Prompt: Look through the entries that follow and count the lines with the word "debug". The reply is that number alone.

The data:
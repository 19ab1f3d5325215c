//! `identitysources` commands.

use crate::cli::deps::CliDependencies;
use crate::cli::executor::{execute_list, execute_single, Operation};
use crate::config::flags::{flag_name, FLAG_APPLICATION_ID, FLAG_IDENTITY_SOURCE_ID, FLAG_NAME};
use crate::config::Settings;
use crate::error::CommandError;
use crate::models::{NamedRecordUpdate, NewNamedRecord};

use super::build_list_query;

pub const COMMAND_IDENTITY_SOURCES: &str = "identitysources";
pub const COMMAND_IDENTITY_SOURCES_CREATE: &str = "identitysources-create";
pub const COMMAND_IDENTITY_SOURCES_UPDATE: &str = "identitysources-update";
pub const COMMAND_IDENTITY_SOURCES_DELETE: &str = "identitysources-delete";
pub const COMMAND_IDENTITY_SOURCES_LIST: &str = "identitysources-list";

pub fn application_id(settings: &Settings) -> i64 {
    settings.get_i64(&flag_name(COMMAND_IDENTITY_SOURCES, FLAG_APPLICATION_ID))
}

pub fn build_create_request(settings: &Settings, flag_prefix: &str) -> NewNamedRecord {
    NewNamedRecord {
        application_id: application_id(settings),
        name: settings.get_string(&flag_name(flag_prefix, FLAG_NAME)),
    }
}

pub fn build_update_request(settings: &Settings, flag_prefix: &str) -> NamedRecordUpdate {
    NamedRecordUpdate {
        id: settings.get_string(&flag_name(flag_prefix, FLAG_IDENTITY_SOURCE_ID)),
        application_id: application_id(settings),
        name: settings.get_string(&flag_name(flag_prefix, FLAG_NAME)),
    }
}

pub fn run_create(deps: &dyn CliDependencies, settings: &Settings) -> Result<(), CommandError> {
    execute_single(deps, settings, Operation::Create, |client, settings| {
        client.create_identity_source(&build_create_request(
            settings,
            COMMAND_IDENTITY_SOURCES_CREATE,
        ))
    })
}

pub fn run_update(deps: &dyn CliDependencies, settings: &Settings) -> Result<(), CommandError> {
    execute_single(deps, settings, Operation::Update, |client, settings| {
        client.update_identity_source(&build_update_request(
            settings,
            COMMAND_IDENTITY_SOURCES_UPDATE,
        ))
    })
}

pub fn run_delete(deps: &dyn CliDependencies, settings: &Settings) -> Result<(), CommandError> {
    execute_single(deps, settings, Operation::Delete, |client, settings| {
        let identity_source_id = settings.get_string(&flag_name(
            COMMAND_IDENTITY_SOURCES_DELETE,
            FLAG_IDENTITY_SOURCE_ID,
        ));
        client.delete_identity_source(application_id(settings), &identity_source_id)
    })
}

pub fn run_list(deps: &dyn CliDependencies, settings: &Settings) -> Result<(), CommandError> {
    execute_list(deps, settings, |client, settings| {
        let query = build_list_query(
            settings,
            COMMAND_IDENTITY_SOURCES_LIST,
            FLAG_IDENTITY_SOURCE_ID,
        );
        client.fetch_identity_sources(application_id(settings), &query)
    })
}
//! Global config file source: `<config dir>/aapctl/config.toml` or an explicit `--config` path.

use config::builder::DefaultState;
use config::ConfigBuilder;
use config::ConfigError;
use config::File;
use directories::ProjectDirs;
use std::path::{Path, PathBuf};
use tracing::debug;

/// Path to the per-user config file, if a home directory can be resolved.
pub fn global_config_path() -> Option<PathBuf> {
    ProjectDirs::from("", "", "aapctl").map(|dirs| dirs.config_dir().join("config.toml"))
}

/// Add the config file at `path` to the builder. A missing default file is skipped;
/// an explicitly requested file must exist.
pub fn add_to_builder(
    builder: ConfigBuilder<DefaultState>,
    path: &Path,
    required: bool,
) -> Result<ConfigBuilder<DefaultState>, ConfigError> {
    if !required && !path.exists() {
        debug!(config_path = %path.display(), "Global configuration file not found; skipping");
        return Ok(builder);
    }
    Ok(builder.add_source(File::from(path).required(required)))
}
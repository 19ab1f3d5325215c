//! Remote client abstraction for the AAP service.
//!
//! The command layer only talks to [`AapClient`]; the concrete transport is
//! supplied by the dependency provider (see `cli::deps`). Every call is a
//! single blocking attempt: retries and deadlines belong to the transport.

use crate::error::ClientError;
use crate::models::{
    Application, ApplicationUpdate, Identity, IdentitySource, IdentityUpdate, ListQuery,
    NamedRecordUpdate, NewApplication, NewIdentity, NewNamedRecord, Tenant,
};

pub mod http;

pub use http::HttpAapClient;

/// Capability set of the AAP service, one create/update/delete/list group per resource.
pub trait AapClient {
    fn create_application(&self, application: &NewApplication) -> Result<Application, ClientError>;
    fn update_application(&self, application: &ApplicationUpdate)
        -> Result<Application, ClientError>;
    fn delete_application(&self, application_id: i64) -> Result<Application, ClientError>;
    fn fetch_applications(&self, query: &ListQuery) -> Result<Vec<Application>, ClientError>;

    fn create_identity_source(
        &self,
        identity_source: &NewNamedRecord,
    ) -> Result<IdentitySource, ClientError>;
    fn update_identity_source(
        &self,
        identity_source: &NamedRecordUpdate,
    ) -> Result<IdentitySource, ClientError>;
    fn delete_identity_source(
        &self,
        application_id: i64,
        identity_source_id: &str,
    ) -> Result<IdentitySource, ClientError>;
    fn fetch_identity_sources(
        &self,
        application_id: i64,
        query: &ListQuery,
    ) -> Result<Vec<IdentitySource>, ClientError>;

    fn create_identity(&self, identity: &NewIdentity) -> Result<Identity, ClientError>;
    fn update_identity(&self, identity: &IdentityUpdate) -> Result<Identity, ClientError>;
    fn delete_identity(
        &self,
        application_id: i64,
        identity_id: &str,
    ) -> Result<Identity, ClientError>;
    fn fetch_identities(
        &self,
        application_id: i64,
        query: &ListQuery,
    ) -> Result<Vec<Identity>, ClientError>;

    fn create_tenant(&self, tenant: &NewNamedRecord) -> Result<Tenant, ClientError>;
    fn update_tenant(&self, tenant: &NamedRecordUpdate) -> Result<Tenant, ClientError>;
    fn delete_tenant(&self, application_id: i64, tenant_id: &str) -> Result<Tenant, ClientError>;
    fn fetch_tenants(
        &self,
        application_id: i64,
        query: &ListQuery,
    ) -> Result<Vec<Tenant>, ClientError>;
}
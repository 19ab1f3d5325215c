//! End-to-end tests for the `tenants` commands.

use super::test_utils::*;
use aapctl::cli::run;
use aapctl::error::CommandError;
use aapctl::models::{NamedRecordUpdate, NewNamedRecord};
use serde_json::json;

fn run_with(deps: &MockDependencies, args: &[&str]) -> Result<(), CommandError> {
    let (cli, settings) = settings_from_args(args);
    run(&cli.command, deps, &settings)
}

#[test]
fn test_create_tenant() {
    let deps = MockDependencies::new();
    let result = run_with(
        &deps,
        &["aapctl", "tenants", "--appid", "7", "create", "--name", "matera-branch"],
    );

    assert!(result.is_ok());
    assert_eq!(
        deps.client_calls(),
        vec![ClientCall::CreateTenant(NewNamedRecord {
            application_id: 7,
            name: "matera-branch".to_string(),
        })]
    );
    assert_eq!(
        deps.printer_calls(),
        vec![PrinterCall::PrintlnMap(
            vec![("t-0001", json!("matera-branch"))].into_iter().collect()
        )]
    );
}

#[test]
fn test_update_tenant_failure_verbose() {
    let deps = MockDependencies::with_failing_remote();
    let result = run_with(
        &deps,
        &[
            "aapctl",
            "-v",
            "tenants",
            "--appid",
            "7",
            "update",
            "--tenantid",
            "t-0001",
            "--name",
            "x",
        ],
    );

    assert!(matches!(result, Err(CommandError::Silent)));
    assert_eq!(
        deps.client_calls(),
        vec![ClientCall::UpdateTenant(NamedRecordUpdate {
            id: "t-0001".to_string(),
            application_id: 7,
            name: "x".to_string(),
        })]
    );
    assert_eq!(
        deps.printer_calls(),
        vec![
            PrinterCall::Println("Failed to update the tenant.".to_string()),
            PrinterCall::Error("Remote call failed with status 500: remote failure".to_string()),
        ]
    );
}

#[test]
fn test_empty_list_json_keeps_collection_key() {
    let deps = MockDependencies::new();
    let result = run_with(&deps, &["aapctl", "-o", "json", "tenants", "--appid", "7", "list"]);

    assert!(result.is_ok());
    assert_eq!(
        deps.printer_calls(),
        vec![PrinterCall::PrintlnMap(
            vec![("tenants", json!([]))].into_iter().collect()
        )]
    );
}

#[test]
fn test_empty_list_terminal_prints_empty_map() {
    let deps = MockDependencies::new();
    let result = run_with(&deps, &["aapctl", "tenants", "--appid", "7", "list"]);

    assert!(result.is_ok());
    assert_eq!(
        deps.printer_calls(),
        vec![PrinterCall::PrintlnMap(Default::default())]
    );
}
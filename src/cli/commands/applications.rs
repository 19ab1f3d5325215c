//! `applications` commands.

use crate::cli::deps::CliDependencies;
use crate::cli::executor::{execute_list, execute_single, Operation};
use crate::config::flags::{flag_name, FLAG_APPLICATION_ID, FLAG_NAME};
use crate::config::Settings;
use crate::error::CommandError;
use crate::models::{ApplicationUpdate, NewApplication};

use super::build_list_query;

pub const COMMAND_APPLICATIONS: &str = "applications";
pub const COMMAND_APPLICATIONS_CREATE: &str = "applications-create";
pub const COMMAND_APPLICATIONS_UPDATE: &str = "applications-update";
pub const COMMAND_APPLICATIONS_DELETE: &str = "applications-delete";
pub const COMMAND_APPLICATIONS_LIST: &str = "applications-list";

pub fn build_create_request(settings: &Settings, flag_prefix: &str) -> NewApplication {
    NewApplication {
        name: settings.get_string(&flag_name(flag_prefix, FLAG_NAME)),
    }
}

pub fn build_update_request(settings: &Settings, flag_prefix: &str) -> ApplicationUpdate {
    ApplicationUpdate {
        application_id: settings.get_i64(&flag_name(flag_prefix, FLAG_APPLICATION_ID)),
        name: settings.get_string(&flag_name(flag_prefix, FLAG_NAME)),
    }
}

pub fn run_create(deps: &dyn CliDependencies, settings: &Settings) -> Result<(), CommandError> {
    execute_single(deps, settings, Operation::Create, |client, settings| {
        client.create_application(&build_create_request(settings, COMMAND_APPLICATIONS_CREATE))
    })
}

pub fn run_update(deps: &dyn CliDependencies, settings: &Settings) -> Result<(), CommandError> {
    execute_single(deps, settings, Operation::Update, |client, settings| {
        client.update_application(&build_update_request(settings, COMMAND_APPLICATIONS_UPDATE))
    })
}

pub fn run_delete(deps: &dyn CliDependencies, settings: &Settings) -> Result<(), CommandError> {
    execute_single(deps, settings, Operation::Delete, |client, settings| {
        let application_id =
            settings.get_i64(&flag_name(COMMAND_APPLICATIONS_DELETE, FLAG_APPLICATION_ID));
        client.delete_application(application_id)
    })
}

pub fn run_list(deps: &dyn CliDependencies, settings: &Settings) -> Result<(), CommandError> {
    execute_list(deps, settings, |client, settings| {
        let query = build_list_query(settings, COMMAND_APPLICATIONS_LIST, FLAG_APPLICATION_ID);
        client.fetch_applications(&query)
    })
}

Output for this task: 2